**Aim of the task**
Taking the line with "if let Some(rest)" as the first and the line with "app.init(cli.myset)?;" as the last, set down exactly every line in that range from the entries below, and no more.

**Data shown**
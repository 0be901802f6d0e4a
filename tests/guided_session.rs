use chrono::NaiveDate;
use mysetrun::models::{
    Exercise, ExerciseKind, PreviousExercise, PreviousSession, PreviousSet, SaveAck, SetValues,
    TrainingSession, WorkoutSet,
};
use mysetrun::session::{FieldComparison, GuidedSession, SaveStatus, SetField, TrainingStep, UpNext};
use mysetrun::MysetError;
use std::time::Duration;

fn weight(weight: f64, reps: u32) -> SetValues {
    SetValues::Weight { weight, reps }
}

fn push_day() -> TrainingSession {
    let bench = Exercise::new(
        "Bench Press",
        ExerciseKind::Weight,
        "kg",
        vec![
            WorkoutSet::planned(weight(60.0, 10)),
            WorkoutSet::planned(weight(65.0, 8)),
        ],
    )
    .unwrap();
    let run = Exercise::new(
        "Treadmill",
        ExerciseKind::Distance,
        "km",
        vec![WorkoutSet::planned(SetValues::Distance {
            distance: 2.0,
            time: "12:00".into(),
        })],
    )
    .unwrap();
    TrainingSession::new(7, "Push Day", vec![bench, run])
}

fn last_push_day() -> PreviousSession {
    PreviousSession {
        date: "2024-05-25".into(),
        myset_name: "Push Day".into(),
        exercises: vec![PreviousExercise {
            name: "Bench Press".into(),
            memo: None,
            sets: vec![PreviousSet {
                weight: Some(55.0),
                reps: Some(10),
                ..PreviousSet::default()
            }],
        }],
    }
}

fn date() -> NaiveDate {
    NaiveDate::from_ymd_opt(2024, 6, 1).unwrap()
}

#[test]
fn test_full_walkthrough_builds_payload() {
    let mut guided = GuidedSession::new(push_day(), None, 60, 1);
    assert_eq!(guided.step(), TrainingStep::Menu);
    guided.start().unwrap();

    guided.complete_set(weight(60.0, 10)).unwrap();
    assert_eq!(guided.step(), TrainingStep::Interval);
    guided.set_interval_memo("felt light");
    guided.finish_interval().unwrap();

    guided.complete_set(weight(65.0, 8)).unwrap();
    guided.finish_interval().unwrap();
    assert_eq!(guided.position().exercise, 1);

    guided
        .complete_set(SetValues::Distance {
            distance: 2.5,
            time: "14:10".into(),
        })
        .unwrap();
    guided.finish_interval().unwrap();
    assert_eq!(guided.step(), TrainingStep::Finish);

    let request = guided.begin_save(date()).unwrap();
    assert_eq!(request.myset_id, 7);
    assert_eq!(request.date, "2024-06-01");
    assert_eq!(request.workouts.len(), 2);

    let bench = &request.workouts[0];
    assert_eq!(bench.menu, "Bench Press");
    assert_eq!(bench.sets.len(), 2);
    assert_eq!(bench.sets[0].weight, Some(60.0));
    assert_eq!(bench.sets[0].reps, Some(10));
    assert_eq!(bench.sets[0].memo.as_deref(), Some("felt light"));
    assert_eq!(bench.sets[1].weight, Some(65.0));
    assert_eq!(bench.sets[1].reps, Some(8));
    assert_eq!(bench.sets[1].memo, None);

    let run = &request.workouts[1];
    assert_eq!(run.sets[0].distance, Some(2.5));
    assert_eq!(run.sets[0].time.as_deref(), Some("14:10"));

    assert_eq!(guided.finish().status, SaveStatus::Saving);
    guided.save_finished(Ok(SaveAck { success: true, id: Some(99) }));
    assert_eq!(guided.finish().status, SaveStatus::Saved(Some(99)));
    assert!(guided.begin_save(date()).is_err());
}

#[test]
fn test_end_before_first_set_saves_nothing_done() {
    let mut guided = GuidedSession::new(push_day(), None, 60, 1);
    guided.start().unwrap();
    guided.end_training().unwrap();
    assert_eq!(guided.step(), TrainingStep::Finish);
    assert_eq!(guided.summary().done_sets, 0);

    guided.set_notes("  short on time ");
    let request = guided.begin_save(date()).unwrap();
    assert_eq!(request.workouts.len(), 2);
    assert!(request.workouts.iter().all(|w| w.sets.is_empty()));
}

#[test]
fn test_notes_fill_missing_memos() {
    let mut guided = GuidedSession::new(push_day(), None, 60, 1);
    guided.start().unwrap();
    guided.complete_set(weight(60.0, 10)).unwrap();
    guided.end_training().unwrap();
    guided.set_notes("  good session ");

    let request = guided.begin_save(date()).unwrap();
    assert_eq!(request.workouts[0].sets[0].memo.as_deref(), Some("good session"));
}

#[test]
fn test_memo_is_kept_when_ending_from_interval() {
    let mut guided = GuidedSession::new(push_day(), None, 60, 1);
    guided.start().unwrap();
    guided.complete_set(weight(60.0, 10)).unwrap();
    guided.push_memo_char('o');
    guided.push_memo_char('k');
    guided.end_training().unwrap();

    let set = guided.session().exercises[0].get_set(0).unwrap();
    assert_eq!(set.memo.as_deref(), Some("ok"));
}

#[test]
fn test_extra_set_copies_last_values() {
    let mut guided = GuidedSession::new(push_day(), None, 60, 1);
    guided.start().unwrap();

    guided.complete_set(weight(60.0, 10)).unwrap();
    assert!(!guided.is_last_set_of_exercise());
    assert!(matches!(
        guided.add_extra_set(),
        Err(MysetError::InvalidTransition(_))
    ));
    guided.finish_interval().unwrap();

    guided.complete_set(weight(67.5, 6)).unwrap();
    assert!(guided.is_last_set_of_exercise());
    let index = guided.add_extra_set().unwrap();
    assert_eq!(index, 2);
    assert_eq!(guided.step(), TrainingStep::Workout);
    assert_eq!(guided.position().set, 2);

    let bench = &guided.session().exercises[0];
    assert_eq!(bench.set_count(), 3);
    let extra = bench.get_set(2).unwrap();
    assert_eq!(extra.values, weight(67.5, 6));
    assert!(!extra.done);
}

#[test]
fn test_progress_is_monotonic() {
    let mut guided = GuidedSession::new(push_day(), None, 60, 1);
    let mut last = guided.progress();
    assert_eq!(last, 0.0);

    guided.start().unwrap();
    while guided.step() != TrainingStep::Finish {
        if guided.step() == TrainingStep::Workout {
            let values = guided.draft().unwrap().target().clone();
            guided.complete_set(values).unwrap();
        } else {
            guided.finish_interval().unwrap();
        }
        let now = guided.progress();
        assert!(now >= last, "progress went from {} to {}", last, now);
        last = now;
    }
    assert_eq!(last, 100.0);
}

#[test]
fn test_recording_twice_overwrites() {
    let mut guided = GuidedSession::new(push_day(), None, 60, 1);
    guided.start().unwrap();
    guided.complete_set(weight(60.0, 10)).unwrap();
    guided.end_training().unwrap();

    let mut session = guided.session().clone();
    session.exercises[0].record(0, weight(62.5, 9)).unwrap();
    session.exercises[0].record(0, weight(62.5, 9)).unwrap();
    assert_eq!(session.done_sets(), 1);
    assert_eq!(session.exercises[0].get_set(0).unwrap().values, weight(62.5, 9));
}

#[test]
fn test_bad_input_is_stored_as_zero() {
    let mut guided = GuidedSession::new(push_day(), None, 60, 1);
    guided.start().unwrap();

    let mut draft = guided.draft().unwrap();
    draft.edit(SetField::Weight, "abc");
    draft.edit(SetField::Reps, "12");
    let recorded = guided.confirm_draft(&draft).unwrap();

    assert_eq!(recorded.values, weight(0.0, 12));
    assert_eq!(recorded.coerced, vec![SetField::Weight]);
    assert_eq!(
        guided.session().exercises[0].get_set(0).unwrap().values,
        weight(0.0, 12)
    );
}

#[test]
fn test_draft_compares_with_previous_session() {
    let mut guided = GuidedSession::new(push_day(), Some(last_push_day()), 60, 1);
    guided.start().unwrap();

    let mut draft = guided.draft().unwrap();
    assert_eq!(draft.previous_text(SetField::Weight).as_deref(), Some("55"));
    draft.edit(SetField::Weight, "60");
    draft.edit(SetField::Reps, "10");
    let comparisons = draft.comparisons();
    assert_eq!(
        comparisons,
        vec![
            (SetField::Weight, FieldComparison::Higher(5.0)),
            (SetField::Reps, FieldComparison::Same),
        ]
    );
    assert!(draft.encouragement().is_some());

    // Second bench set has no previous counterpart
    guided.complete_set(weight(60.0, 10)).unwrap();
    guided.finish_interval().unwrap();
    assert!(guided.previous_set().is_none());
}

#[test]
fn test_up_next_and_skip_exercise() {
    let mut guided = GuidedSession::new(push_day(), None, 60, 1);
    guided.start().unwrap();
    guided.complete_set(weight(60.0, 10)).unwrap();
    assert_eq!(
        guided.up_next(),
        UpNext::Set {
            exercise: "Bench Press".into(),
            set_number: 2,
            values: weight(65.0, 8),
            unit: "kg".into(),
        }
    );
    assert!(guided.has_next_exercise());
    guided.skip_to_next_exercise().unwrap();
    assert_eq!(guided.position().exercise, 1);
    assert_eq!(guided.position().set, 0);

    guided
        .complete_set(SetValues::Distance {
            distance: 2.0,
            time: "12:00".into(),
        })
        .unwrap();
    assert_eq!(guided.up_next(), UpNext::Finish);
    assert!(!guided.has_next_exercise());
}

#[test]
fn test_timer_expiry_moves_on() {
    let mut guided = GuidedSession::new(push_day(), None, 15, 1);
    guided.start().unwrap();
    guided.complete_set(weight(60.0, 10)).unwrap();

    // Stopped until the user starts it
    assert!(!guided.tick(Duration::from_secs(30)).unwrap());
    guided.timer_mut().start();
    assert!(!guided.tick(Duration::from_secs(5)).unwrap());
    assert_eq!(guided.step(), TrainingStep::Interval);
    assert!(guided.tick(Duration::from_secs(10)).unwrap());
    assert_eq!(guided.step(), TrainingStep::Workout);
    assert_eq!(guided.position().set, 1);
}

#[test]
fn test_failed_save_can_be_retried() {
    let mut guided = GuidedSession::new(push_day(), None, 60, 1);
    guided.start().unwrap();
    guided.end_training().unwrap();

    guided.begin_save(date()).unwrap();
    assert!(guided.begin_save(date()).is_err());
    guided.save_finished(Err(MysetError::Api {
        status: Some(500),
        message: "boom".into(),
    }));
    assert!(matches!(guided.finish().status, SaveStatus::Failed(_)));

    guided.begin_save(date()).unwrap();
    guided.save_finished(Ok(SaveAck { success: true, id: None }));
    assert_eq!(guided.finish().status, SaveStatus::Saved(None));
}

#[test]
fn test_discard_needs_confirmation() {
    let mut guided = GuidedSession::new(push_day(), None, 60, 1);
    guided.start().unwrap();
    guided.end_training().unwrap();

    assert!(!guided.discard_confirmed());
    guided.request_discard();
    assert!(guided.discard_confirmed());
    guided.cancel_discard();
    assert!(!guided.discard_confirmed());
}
* * *
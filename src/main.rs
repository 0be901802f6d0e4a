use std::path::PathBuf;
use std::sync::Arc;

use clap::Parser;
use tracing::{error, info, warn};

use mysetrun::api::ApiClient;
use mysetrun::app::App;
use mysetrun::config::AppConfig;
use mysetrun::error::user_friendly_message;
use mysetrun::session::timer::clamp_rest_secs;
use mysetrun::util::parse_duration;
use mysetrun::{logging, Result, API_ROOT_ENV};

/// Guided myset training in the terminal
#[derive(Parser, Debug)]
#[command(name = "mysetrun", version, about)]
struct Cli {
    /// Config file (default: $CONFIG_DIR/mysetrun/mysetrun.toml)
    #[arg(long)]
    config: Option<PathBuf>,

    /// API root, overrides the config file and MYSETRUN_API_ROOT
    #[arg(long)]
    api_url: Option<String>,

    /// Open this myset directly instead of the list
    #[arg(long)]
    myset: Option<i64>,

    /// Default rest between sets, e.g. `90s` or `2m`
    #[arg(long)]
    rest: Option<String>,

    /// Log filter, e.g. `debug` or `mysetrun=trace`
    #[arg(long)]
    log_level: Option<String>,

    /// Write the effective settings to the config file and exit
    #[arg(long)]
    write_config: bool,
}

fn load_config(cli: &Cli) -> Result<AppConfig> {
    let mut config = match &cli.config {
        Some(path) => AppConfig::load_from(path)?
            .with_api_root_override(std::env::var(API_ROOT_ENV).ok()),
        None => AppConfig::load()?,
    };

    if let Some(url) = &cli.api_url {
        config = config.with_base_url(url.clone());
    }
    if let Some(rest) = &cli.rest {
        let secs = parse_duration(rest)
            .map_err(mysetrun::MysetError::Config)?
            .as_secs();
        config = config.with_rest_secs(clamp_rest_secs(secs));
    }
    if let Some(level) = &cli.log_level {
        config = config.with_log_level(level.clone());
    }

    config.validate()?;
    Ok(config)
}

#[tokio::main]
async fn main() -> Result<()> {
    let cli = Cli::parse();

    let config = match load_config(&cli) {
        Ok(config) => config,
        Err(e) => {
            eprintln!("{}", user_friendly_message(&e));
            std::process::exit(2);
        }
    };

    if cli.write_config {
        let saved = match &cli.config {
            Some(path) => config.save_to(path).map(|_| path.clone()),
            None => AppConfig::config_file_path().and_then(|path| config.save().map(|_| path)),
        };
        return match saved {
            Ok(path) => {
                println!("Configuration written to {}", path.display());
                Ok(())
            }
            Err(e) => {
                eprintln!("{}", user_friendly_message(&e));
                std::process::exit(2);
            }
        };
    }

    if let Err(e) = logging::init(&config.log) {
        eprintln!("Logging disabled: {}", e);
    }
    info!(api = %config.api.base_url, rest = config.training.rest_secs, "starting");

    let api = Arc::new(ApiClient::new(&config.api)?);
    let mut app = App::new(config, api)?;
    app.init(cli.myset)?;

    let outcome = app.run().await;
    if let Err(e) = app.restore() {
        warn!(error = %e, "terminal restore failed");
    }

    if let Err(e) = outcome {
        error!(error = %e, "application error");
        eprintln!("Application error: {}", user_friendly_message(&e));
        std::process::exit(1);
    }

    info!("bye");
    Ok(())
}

**Response box**
    if let Some(rest) = &cli.rest {
        let secs = parse_duration(rest)
            .map_err(mysetrun::MysetError::Config)?
            .as_secs();
        config = config.with_rest_secs(clamp_rest_secs(secs));
    }
    if let Some(level) = &cli.log_level {
        config = config.with_log_level(level.clone());
    }

    config.validate()?;
    Ok(config)
}

#[tokio::main]
async fn main() -> Result<()> {
    let cli = Cli::parse();

    let config = match load_config(&cli) {
        Ok(config) => config,
        Err(e) => {
            eprintln!("{}", user_friendly_message(&e));
            std::process::exit(2);
        }
    };

    if cli.write_config {
        let saved = match &cli.config {
            Some(path) => config.save_to(path).map(|_| path.clone()),
            None => AppConfig::config_file_path().and_then(|path| config.save().map(|_| path)),
        };
        return match saved {
            Ok(path) => {
                println!("Configuration written to {}", path.display());
                Ok(())
            }
            Err(e) => {
                eprintln!("{}", user_friendly_message(&e));
                std::process::exit(2);
            }
        };
    }

    if let Err(e) = logging::init(&config.log) {
        eprintln!("Logging disabled: {}", e);
    }
    info!(api = %config.api.base_url, rest = config.training.rest_secs, "starting");

    let api = Arc::new(ApiClient::new(&config.api)?);
    let mut app = App::new(config, api)?;
    app.init(cli.myset)?;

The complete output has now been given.